* **Work task**
The answer should consist of every line in the material below that has the word "BodyKind".

* **Data for analysis**
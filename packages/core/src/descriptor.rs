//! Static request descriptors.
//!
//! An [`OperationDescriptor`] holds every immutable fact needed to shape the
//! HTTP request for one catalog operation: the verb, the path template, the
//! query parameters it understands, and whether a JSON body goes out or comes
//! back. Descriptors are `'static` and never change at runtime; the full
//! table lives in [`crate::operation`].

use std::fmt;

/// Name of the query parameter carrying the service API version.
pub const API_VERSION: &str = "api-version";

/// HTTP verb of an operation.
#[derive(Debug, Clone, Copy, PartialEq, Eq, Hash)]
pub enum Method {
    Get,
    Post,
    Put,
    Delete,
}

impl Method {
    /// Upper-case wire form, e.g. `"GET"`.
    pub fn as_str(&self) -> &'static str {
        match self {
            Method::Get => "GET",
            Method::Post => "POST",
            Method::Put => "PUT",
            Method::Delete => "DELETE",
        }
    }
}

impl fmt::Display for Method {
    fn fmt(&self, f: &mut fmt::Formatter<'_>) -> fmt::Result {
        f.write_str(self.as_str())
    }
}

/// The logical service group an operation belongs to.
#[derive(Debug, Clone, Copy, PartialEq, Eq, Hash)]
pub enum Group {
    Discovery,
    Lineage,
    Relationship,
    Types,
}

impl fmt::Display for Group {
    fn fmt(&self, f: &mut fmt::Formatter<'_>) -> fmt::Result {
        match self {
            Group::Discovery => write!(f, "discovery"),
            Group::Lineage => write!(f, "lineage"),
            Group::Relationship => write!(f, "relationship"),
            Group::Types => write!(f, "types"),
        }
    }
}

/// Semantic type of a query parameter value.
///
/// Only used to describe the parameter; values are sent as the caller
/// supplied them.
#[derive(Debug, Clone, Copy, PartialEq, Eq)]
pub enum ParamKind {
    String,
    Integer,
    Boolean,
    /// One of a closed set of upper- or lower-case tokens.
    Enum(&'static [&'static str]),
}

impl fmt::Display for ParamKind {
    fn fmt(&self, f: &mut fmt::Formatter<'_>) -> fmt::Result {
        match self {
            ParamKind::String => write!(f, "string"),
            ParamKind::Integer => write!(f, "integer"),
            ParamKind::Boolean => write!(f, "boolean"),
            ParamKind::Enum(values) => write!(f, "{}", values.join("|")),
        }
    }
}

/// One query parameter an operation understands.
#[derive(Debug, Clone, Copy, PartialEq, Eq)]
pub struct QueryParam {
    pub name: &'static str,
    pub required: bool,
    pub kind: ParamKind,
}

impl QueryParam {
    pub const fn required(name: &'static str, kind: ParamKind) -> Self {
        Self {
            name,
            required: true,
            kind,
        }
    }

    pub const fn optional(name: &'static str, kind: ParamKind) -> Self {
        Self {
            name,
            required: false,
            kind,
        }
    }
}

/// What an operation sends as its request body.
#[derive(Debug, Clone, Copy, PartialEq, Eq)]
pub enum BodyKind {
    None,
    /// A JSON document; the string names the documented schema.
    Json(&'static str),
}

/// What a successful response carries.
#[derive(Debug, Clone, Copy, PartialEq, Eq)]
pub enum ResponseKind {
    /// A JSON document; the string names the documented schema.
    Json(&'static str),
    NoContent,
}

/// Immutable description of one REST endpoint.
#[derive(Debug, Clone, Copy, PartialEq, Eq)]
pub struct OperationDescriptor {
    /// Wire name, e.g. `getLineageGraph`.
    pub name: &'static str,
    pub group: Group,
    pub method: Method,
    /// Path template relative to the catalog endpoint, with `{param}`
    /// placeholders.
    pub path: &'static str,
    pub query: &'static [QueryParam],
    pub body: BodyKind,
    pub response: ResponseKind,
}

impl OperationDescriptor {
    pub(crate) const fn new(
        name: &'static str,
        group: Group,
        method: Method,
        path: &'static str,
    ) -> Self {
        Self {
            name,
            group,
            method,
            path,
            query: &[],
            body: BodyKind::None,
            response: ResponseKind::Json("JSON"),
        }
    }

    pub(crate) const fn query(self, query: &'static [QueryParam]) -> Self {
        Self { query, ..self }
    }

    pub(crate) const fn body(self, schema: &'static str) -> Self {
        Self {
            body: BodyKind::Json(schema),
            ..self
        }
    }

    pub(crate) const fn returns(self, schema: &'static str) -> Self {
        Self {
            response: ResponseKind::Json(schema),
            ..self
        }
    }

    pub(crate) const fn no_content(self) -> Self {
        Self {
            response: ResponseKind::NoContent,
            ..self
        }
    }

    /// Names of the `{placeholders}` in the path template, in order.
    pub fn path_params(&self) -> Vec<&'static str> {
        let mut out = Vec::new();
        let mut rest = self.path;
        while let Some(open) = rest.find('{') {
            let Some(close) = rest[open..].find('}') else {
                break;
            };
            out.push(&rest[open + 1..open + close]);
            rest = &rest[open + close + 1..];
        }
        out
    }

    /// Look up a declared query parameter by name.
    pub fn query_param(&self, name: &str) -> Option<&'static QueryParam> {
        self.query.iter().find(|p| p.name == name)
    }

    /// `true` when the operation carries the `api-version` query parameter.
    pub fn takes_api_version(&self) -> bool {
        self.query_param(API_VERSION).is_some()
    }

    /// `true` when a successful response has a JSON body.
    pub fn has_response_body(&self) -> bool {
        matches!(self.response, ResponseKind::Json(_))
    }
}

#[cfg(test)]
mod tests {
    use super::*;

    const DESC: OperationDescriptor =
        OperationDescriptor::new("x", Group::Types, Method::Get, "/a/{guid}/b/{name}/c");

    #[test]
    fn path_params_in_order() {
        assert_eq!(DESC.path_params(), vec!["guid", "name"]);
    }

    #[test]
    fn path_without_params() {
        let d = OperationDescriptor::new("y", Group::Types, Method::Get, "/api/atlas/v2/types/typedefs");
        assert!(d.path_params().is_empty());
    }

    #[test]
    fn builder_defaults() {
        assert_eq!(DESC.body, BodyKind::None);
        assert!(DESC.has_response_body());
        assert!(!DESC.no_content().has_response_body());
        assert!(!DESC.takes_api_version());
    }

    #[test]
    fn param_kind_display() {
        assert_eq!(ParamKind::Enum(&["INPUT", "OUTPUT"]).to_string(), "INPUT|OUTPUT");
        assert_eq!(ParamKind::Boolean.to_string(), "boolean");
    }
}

* **Answer section**
pub enum BodyKind {
    pub body: BodyKind,
            body: BodyKind::None,
            body: BodyKind::Json(schema),
        assert_eq!(DESC.body, BodyKind::None);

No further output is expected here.